I love this quote from former Secretary of State, John Foster Dulles. I used it first while losing a good deal of weight and realizing that losing weight was easy, but maintaining the loss was the tough part. I didn't want to deal with the same problem again. Within music therapy, I have always attempted to try something new, don't use the same old "moldy oldies." Working with geriatric residents is an easy population to attempt new ideas with. They are forgiving, patient and just happy to have someone with them. If an intervention doesn't work, try something else. Make a note of the failed intervention and either tweak it to improve the success rate or decide not to use it again.
This week, I was able to start using more music within my new position. My exercise program still has some tweaking to do, but I definitely know it is a successful musical exercise program as I've used it in the past and my new residents caught on quickly and with laughter, singing and lots of verbal interaction. I was able to conduct two "Music in Motion" programs and the second happened to be in a very public area where lots of visitors pass through. I received more compliments in that one day than I have in the last five years. Something new for them, but I've spent years tweaking it to make it successful. I'll share my favorite exercise songs and physical music routines sometime in the future.
What determines success? Is it being prepared musically? Is it having a perfect session plan created? Is it being ready for the unexpected? Success...

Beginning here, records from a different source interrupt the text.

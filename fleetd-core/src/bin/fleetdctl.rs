//! `fleetdctl`: a thin client for the admin control socket (spec.md §6).
//!
//! Connects to a running controller's Unix domain socket, sends one
//! newline-delimited JSON [`AdminRequest`], and prints the resulting
//! [`AdminResponse`]. Exit code is 0 on success, 2 if the controller
//! reports the request as unauthorized, 1 for any other failure.

use clap::{Parser, Subcommand};
use fleetd_core::admin::{AdminRequest, AdminResponse};
use std::path::PathBuf;
use tokio::io::{AsyncBufReadExt, AsyncWriteExt, BufReader};
use tokio::net::UnixStream;

#[derive(Parser)]
#[command(name = "fleetdctl")]
#[command(about = "Admin client for a running fleetd controller")]
#[command(version)]
struct Cli {
    #[command(subcommand)]
    command: Commands,

    /// Path to the controller's admin control socket.
    #[arg(long, default_value = "/var/run/fleetd/admin.sock")]
    socket: PathBuf,
}

#[derive(Subcommand)]
enum Commands {
    /// Reload configuration from disk.
    Reconfigure,
    /// Gracefully shut down the controller.
    Shutdown,
    /// Force this controller to become primary.
    Takeover,
    /// Set a comma-separated list of debug flags.
    SetDebugFlags {
        flags: String,
    },
    /// Set the controller's log level.
    SetDebugLevel {
        level: String,
    },
    /// Set the scheduler's log level.
    SetSchedlogLevel {
        level: String,
    },
    /// Check that the controller is alive.
    Ping,
}

#[tokio::main]
async fn main() {
    let cli = Cli::parse();

    let request = match cli.command {
        Commands::Reconfigure => AdminRequest::Reconfigure,
        Commands::Shutdown => AdminRequest::Shutdown,
        Commands::Takeover => AdminRequest::Takeover,
        Commands::SetDebugFlags { flags } => AdminRequest::SetDebugFlags(flags),
        Commands::SetDebugLevel { level } => AdminRequest::SetDebugLevel(level),
        Commands::SetSchedlogLevel { level } => AdminRequest::SetSchedlogLevel(level),
        Commands::Ping => AdminRequest::Ping,
    };

    std::process::exit(run(&cli.socket, request).await);
}

async fn run(socket: &PathBuf, request: AdminRequest) -> i32 {
    let mut stream = match UnixStream::connect(socket).await {
        Ok(stream) => stream,
        Err(e) => {
            eprintln!("fleetdctl: could not connect to {}: {e}", socket.display());
            return 1;
        }
    };

    let mut encoded = match serde_json::to_vec(&request) {
        Ok(bytes) => bytes,
        Err(e) => {
            eprintln!("fleetdctl: could not encode request: {e}");
            return 1;
        }
    };
    encoded.push(b'\n');

    if let Err(e) = stream.write_all(&encoded).await {
        eprintln!("fleetdctl: write failed: {e}");
        return 1;
    }

    let (reader, _writer) = stream.into_split();
    let mut lines = BufReader::new(reader).lines();
    match lines.next_line().await {
        Ok(Some(line)) => match serde_json::from_str::<AdminResponse>(&line) {
            Ok(AdminResponse::Ok(message)) => {
                println!("{message}");
                0
            }
            Ok(AdminResponse::Err(message)) => {
                eprintln!("fleetdctl: {message}");
                if message.to_lowercase().contains("denied") || message.to_lowercase().contains("unauthorized") {
                    2
                } else {
                    1
                }
            }
            Err(e) => {
                eprintln!("fleetdctl: malformed response: {e}");
                1
            }
        },
        Ok(None) => {
            eprintln!("fleetdctl: connection closed without a response");
            1
        }
        Err(e) => {
            eprintln!("fleetdctl: read failed: {e}");
            1
        }
    }
}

One of the biggest aspects of success is building off success. Experience being successful makes it easier to be successful again. After years and years of successful music therapy sessions, it is easier to develop sessions that will be successful. Build a session from beginning to end with the building blocks in mind. How do you want to start, end and what's in the body of the session. Are you building towards a climax and giving time for sensory awareness? Those are the first interventions I look for.
One program that I will be tweaking is the Hymn Sing that occurs weekly. The residents have done the same hymn sing for years and although it has familiar hymns and the residents feel comfortable with the routine, I've already told my Activity Director that whenever possible I will provide live music. I may use the canned music for another week or two while I tweak my own hymn sing to be successful. It's an already successful experience, but I'd like to make it even more personal with the "live" aspect. Starting with a familiar hymn that will remain the same every session, building towards a climatic event, which would be receiving Communion, giving time for sensory awareness with the drum entraining to "Holy Ground" and ending with a familiar hymn to close. My hymn sing will evolve and change and hopefully in a year I will not be saying that it's still a problem session for me.
Having to deal with the same problem over and over can be frustrating, stressful and draining. Develop a plan to deal with the problem and plan for success.